Stored items from a collection
|---|

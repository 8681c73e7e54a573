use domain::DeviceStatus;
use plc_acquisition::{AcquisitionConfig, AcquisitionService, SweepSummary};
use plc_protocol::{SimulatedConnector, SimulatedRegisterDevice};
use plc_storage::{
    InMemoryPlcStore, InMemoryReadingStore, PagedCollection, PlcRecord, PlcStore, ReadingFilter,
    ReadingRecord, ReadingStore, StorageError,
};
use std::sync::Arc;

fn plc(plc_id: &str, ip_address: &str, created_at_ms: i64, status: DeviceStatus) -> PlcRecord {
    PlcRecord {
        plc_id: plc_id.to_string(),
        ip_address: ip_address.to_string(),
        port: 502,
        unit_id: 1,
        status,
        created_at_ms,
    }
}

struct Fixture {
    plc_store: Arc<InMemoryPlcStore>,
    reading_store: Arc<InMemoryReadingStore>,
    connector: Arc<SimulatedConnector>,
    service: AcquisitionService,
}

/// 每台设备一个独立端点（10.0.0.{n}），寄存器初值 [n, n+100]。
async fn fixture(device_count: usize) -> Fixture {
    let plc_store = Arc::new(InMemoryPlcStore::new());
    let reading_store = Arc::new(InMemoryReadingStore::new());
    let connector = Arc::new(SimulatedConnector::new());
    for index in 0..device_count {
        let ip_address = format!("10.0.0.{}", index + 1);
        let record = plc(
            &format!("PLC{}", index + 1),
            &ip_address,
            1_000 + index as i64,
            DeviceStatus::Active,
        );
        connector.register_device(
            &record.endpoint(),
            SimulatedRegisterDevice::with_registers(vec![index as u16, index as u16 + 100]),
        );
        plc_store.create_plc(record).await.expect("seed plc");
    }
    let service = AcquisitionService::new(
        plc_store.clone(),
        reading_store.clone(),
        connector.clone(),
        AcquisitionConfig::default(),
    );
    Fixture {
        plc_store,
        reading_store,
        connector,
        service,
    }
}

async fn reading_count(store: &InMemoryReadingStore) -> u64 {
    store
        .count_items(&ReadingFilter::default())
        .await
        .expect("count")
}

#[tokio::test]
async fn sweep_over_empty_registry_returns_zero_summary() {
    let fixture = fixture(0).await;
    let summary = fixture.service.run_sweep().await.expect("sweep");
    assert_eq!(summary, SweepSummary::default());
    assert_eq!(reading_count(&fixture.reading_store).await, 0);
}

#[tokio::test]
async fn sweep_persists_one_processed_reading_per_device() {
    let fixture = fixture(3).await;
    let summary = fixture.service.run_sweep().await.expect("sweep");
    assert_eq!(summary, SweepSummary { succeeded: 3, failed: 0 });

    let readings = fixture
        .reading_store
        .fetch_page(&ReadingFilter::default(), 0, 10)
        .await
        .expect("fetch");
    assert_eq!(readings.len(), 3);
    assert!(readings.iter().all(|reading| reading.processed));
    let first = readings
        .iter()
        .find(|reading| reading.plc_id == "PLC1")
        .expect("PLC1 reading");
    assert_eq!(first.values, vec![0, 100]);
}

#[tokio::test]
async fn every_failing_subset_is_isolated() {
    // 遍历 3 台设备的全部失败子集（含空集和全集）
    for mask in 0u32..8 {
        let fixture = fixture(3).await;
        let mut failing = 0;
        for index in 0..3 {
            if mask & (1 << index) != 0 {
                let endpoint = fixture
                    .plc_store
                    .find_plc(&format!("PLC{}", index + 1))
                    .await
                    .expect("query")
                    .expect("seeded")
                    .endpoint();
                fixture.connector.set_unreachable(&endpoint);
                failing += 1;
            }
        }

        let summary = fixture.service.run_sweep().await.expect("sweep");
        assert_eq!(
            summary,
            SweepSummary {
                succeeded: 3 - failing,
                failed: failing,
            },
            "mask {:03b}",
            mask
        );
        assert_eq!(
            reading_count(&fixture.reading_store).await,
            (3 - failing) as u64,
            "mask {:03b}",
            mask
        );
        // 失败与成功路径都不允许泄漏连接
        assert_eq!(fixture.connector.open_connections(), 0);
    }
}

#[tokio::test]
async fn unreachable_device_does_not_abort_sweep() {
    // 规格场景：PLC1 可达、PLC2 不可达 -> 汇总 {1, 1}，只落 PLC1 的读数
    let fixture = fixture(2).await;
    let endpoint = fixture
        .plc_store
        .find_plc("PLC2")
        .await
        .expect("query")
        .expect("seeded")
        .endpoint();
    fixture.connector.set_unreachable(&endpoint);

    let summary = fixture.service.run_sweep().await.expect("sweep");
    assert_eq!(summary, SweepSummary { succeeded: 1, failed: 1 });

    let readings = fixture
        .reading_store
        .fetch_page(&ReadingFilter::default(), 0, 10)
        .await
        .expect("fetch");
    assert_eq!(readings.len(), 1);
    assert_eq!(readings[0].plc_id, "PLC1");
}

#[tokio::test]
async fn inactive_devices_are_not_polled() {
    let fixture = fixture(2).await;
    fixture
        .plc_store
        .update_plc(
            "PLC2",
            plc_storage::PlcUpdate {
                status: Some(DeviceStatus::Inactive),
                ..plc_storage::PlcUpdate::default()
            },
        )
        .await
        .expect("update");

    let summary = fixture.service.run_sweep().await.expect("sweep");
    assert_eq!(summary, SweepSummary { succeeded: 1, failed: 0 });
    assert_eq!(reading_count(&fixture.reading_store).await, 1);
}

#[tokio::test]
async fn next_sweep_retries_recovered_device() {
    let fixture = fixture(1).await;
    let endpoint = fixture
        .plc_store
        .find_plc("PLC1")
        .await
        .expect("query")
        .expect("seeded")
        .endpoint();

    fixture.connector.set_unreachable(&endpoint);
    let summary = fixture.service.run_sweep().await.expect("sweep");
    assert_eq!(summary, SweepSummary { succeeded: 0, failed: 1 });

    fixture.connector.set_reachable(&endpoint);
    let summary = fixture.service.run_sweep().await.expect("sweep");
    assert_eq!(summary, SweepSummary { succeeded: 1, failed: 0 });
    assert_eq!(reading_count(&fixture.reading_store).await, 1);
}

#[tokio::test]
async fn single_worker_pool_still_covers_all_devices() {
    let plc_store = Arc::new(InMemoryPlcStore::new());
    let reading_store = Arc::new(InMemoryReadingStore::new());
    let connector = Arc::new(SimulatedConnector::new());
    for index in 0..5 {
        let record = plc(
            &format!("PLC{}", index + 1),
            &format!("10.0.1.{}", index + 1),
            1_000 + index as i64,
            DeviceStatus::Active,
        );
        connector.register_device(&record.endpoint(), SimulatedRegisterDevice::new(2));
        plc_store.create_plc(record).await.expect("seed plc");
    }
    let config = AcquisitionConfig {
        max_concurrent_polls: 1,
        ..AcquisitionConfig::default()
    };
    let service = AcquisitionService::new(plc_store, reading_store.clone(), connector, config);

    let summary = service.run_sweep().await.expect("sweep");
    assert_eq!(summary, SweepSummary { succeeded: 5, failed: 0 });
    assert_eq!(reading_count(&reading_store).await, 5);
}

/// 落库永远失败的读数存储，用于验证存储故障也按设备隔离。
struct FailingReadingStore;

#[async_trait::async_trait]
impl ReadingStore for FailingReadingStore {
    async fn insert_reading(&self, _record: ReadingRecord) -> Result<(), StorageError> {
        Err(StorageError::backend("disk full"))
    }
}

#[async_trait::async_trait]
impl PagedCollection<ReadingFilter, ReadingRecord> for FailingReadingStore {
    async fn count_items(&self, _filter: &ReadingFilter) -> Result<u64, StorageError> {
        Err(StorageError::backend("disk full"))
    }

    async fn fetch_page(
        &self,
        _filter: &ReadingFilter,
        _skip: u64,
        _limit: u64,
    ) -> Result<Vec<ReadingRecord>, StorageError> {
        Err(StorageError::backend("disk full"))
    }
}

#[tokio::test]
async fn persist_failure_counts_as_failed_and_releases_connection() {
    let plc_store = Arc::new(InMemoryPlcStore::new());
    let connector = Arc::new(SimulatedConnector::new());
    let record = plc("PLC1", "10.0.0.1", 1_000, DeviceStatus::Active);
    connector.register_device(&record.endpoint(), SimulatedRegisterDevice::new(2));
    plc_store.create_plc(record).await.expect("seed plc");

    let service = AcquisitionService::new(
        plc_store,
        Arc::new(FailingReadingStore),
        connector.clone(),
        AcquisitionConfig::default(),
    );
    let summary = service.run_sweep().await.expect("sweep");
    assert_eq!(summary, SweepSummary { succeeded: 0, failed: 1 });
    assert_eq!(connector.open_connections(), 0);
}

|---|

_Assigned task_. Count how many lines in the entries hold "succeeded" and reply with that number alone.

_Answer to this task_. 8